# [Extracted entries]
╔══
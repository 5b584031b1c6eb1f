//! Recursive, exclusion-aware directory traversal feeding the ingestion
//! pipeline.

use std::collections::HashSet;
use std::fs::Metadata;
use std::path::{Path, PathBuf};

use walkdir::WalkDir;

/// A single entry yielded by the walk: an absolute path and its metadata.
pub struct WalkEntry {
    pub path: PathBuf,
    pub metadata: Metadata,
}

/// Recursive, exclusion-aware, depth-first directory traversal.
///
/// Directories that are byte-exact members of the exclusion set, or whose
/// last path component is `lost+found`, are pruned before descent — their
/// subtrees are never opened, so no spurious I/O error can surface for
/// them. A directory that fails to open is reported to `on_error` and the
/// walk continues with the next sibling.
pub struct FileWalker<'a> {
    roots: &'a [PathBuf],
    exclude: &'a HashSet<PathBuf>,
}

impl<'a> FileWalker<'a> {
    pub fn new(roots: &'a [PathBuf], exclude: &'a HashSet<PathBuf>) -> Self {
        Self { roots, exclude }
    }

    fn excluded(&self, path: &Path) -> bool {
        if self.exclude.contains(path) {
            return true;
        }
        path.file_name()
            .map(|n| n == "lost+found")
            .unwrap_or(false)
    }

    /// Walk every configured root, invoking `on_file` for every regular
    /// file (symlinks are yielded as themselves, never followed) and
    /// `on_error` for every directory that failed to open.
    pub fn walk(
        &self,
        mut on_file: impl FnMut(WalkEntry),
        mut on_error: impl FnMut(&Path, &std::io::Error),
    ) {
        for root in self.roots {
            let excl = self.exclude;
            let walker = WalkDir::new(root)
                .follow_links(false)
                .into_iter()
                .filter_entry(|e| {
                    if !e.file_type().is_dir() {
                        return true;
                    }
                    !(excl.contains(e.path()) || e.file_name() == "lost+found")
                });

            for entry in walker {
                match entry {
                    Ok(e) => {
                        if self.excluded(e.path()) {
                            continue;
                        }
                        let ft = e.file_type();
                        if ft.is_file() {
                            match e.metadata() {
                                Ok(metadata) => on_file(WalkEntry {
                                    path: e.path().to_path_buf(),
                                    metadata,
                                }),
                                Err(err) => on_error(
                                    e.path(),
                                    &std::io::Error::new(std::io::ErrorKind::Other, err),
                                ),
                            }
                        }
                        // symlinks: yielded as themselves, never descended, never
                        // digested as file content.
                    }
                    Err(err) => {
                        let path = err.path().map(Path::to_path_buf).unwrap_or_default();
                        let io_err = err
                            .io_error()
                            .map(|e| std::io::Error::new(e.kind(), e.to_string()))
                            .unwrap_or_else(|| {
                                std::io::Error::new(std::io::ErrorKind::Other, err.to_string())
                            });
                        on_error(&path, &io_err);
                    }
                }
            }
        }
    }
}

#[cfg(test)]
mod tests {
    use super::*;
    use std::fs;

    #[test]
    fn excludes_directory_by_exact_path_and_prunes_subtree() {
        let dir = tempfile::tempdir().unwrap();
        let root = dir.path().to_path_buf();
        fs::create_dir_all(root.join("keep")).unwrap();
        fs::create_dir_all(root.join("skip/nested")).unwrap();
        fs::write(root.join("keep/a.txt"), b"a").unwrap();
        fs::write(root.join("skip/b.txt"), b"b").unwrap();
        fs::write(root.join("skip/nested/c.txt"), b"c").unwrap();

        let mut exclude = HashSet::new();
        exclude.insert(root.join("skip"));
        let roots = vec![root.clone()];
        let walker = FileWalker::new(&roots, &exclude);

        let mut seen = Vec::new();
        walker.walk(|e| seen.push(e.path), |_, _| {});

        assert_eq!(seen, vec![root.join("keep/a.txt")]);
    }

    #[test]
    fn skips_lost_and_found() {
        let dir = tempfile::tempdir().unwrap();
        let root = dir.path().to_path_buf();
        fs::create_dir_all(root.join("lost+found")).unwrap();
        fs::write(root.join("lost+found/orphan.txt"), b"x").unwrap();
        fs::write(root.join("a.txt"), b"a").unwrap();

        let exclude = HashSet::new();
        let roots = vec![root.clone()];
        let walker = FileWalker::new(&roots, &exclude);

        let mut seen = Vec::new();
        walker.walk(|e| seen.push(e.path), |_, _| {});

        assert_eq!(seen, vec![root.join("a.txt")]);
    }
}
╚══
# [Work instructions]
For this exercise, repeat each line of the listing exactly.

# [Solution to this exercise]
repository 5b584031b1c6eb1f
//! Recursive, exclusion-aware directory traversal feeding the ingestion
//! pipeline.

use std::collections::HashSet;
use std::fs::Metadata;
use std::path::{Path, PathBuf};

use walkdir::WalkDir;

/// A single entry yielded by the walk: an absolute path and its metadata.
pub struct WalkEntry {
    pub path: PathBuf,
    pub metadata: Metadata,
}

/// Recursive, exclusion-aware, depth-first directory traversal.
///
/// Directories that are byte-exact members of the exclusion set, or whose
/// last path component is `lost+found`, are pruned before descent — their
/// subtrees are never opened, so no spurious I/O error can surface for
/// them. A directory that fails to open is reported to `on_error` and the
/// walk continues with the next sibling.
pub struct FileWalker<'a> {
    roots: &'a [PathBuf],
    exclude: &'a HashSet<PathBuf>,
}

impl<'a> FileWalker<'a> {
    pub fn new(roots: &'a [PathBuf], exclude: &'a HashSet<PathBuf>) -> Self {
        Self { roots, exclude }
    }

    fn excluded(&self, path: &Path) -> bool {
        if self.exclude.contains(path) {
            return true;
        }
        path.file_name()
            .map(|n| n == "lost+found")
            .unwrap_or(false)
    }

    /// Walk every configured root, invoking `on_file` for every regular
    /// file (symlinks are yielded as themselves, never followed) and
    /// `on_error` for every directory that failed to open.
    pub fn walk(
        &self,
        mut on_file: impl FnMut(WalkEntry),
        mut on_error: impl FnMut(&Path, &std::io::Error),
    ) {
        for root in self.roots {
            let excl = self.exclude;
            let walker = WalkDir::new(root)
                .follow_links(false)
                .into_iter()
                .filter_entry(|e| {
                    if !e.file_type().is_dir() {
                        return true;
                    }
                    !(excl.contains(e.path()) || e.file_name() == "lost+found")
                });

            for entry in walker {
                match entry {
                    Ok(e) => {
                        if self.excluded(e.path()) {
                            continue;
                        }
                        let ft = e.file_type();
                        if ft.is_file() {
                            match e.metadata() {
                                Ok(metadata) => on_file(WalkEntry {
                                    path: e.path().to_path_buf(),
                                    metadata,
                                }),
                                Err(err) => on_error(
                                    e.path(),
                                    &std::io::Error::new(std::io::ErrorKind::Other, err),
                                ),
                            }
                        }
                        // symlinks: yielded as themselves, never descended, never
                        // digested as file content.
                    }
                    Err(err) => {
                        let path = err.path().map(Path::to_path_buf).unwrap_or_default();
                        let io_err = err
                            .io_error()
                            .map(|e| std::io::Error::new(e.kind(), e.to_string()))
                            .unwrap_or_else(|| {
                                std::io::Error::new(std::io::ErrorKind::Other, err.to_string())
                            });
                        on_error(&path, &io_err);
                    }
                }
            }
        }
    }
}

#[cfg(test)]
mod tests {
    use super::*;
    use std::fs;

    #[test]
    fn excludes_directory_by_exact_path_and_prunes_subtree() {
        let dir = tempfile::tempdir().unwrap();
        let root = dir.path().to_path_buf();
        fs::create_dir_all(root.join("keep")).unwrap();
        fs::create_dir_all(root.join("skip/nested")).unwrap();
        fs::write(root.join("keep/a.txt"), b"a").unwrap();
        fs::write(root.join("skip/b.txt"), b"b").unwrap();
        fs::write(root.join("skip/nested/c.txt"), b"c").unwrap();

        let mut exclude = HashSet::new();
        exclude.insert(root.join("skip"));
        let roots = vec![root.clone()];
        let walker = FileWalker::new(&roots, &exclude);

        let mut seen = Vec::new();
        walker.walk(|e| seen.push(e.path), |_, _| {});

        assert_eq!(seen, vec![root.join("keep/a.txt")]);
    }

    #[test]
    fn skips_lost_and_found() {
        let dir = tempfile::tempdir().unwrap();
        let root = dir.path().to_path_buf();
        fs::create_dir_all(root.join("lost+found")).unwrap();
        fs::write(root.join("lost+found/orphan.txt"), b"x").unwrap();
        fs::write(root.join("a.txt"), b"a").unwrap();

        let exclude = HashSet::new();
        let roots = vec![root.clone()];
        let walker = FileWalker::new(&roots, &exclude);

        let mut seen = Vec::new();
        walker.walk(|e| seen.push(e.path), |_, _| {});

        assert_eq!(seen, vec![root.join("a.txt")]);
    }
}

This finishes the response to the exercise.